**Exercise**
Show each line of the records below where the word "MissingTerminator" occurs.

**Records for the task**
======
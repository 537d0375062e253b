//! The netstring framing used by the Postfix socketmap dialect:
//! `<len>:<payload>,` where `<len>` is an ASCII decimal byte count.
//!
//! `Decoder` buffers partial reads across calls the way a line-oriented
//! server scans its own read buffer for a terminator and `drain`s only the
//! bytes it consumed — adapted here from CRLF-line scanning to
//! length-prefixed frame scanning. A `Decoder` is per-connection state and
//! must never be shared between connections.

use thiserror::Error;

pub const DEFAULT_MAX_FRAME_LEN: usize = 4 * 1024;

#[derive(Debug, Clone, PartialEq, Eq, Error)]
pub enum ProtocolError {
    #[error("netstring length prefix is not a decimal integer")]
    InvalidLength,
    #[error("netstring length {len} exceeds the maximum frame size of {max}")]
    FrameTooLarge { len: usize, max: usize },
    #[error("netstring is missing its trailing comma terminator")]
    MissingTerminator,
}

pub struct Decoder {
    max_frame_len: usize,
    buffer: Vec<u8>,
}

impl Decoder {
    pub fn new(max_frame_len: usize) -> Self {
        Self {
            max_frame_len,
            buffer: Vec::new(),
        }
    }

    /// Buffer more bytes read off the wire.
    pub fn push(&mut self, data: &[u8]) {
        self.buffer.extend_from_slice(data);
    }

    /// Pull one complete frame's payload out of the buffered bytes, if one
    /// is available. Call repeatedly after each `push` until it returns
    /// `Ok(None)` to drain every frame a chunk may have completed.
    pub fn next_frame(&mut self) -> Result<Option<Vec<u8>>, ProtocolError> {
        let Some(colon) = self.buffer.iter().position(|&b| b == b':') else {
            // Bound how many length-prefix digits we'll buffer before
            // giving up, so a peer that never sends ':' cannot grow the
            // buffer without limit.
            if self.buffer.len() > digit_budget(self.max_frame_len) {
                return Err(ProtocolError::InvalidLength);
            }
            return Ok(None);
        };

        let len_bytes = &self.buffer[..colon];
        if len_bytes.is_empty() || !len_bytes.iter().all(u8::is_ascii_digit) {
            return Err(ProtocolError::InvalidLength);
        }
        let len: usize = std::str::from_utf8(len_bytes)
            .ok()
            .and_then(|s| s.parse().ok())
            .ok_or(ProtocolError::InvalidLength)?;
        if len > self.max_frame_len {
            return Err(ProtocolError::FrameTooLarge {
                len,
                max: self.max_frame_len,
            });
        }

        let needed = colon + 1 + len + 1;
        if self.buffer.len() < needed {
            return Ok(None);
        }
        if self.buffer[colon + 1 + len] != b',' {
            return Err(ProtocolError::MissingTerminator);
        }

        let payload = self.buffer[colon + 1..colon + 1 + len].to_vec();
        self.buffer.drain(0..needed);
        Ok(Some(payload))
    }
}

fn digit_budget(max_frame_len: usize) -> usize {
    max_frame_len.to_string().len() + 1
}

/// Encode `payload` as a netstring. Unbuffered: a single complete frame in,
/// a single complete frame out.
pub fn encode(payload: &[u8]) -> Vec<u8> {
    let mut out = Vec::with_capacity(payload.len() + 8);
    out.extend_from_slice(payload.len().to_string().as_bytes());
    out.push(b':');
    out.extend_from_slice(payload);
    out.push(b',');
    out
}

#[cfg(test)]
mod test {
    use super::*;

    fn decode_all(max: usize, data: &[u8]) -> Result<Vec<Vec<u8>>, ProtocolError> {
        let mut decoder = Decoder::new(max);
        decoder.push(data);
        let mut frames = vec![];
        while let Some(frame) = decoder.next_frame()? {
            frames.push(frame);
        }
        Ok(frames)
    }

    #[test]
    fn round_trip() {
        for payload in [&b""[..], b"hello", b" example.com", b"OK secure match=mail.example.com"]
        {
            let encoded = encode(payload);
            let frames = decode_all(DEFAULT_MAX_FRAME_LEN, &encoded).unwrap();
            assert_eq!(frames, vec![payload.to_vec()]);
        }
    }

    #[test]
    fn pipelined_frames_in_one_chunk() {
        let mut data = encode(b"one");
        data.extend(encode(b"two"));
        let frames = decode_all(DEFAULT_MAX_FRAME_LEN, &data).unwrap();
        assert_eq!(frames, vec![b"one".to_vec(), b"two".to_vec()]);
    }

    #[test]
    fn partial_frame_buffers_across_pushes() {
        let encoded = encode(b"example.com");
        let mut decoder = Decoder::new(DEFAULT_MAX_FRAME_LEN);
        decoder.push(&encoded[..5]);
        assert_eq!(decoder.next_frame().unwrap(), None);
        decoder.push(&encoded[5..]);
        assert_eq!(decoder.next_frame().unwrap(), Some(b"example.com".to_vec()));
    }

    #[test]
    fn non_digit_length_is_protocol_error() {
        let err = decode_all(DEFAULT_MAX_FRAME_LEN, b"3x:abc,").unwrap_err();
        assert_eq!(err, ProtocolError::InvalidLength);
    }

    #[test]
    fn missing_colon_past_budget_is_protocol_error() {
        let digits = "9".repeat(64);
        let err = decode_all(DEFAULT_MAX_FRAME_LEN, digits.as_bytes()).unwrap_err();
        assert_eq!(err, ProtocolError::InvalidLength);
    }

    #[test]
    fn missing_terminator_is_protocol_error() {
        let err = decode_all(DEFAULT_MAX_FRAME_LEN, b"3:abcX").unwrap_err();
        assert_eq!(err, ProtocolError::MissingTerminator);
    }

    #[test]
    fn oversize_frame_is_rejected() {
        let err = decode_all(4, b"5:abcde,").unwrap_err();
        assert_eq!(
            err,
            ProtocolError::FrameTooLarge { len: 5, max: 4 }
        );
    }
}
======
**Task answer**
    MissingTerminator,
            return Err(ProtocolError::MissingTerminator);
        assert_eq!(err, ProtocolError::MissingTerminator);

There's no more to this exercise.